Eve Evolved: Analysing Eve's New Economic Reports - sybhn
http://massivelyop.com/2016/03/06/eve-evolved-analysing-eves-new-economic-reports/
======
carlosdp
Eve's player-based economy is really badass, to the point that they have an
economist on staff to generate reports like these. CCP found a great way to
combat RMT (real money trading) rampant in MMOs where you buy in-game currency
with real-world money with the introduction of PLEX (aka Pilot License).

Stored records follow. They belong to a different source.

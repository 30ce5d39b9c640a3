use fb01emu::config::param;
use fb01emu::sysex::voice_dump;
use fb01emu::{PackedVoice, RegisterBus};

mod common;
use common::{capture_midi_out, sine_voice, synth};

#[test]
fn bank_dump_replays_into_another_unit() {
    let mut source = synth();
    let out = capture_midi_out(&mut source);

    // Single voice store into instrument 0, whose tone lives in bank 0.
    let packed = PackedVoice::from_voice(&sine_voice());
    source.play_sysex(&voice_dump(0, 0, &packed)).unwrap();
    assert_eq!(source.tone(0).unwrap().ops, sine_voice().ops);

    source
        .play_sysex(&[0xF0, 0x43, 0x75, 0x00, 0x20, 0x00, 0x00, 0xF7])
        .unwrap();
    let dump = out.try_recv().unwrap();
    assert_eq!(dump.first(), Some(&0xF0));
    assert_eq!(dump.last(), Some(&0xF7));

    let mut target = synth();
    assert_ne!(target.tone(0), source.tone(0));
    target.play_sysex(&dump).unwrap();
    assert_eq!(target.tone(0), source.tone(0));
    assert_eq!(
        target.bank(0).unwrap().to_bytes(),
        source.bank(0).unwrap().to_bytes()
    );
    // Instrument 0 picked the new voice up.
    assert_eq!(target.registers().read(0x20), 0xC7);
}

#[test]
fn voice_dump_replays_as_single_voice_store() {
    let mut source = synth();
    let out = capture_midi_out(&mut source);
    source
        .play_sysex(&[0xF0, 0x43, 0x75, 0x00, 0x2A, 0x40, 0x00, 0xF7])
        .unwrap();
    let dump = out.try_recv().unwrap();

    let mut target = synth();
    // Load instrument 2's voice into instrument 4's tone.
    let mut replay = dump.clone();
    replay[4] = 0x08 | 4;
    target.play_sysex(&replay).unwrap();
    assert_eq!(target.tone(4).unwrap().ops, source.tone(2).unwrap().ops);
}

#[test]
fn configuration_dump_replays() {
    let mut source = synth();
    let out = capture_midi_out(&mut source);
    for (instrument, p, value) in [
        (0u8, param::NOTE_COUNT, 3u8),
        (2, param::PAN, 10),
        (1, param::DETUNE, 70),
        (5, param::KEY_LOW, 36),
    ] {
        source
            .play_sysex(&[0xF0, 0x43, 0x75, 0x00, 0x18 | instrument, p, value, 0xF7])
            .unwrap();
    }
    source
        .play_sysex(&[0xF0, 0x43, 0x75, 0x00, 0x20, 0x01, 0x00, 0xF7])
        .unwrap();
    let dump = out.try_recv().unwrap();

    let mut target = synth();
    target.play_sysex(&dump).unwrap();
    assert_eq!(
        target.configuration().to_bytes(),
        source.configuration().to_bytes()
    );
    let bases = |s: &fb01emu::Fb01Synth| -> Vec<(usize, usize)> {
        s.instrument_map()
            .iter()
            .map(|m| (m.base_voice, m.note_count))
            .collect()
    };
    assert_eq!(bases(&target), bases(&source));
}

#[test]
fn all_configurations_dump_replays() {
    let mut source = synth();
    let out = capture_midi_out(&mut source);
    source
        .play_sysex(&[0xF0, 0x43, 0x75, 0x00, 0x18, param::PAN, 5, 0xF7])
        .unwrap();
    source
        .play_sysex(&[0xF0, 0x43, 0x75, 0x00, 0x20, 0x40, 0x07, 0xF7])
        .unwrap();
    source
        .play_sysex(&[0xF0, 0x43, 0x75, 0x00, 0x20, 0x03, 0x00, 0xF7])
        .unwrap();
    let dump = out.try_recv().unwrap();

    let mut target = synth();
    target.play_sysex(&dump).unwrap();
    let stored = target.stored_configuration(7).unwrap();
    assert_eq!(stored.instruments[0].pan, 5);
    assert_eq!(
        stored.to_bytes(),
        source.stored_configuration(7).unwrap().to_bytes()
    );
}

#[test]
fn dumps_without_midi_out_are_dropped() {
    let mut synth = synth();
    synth
        .play_sysex(&[0xF0, 0x43, 0x75, 0x00, 0x20, 0x04, 0x00, 0xF7])
        .unwrap();

    let out = capture_midi_out(&mut synth);
    synth
        .play_sysex(&[0xF0, 0x43, 0x75, 0x00, 0x20, 0x04, 0x00, 0xF7])
        .unwrap();
    assert_eq!(
        out.try_recv().unwrap(),
        vec![0xF0, 0x43, 0x75, 0x00, 0x20, 0x04, 0x00, 0x00, 0xF7]
    );
    assert!(out.try_recv().is_err());
}

#[test]
fn bank_dump_with_bad_checksum_is_still_stored() {
    let mut source = synth();
    let out = capture_midi_out(&mut source);
    let packed = PackedVoice::from_voice(&sine_voice());
    source.play_sysex(&voice_dump(0, 0, &packed)).unwrap();
    source
        .play_sysex(&[0xF0, 0x43, 0x75, 0x00, 0x20, 0x00, 0x00, 0xF7])
        .unwrap();
    let mut dump = out.try_recv().unwrap();
    // Last packet checksum, just before F7.
    let at = dump.len() - 2;
    dump[at] ^= 0x01;

    let mut target = synth();
    target.play_sysex(&dump).unwrap();
    assert_eq!(target.tone(0), source.tone(0));
    assert_eq!(
        target.bank(0).unwrap().to_bytes(),
        source.bank(0).unwrap().to_bytes()
    );
}

#[test]
fn single_voice_with_bad_checksum_is_still_stored() {
    let mut synth = synth();
    let mut message = voice_dump(0, 0, &PackedVoice::from_voice(&sine_voice()));
    let at = message.len() - 2;
    message[at] ^= 0x01;
    synth.play_sysex(&message).unwrap();
    assert_eq!(synth.tone(0).unwrap().ops, sine_voice().ops);
}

Basically, you can pay ~$15 for an in-game PLEX, which when "used" adds 30
days of game-time to your account subscription. But this is an in-game item
just like any other, which means it can be bought and sold in the in-game
markets for the in-game currency (ISK).

Hence, it gives a legitimate way to purchase in-game currency with real-world
money, without inflating the economy (because no ISK is generated and added to
the economy at any time during this transaction, it simply changes hands until
the item is "used" and therefore destroyed). In addition, it allows dedicated
players that are cash-strapped an avenue to play for free by using currency
acquired in-game to fund their subscription.

It also had the side-effect of giving an approximation of what the virtual
exchange rate is between dollars and ISK, which makes for very attractive
headlines when larger ships and assets get destroyed in the game.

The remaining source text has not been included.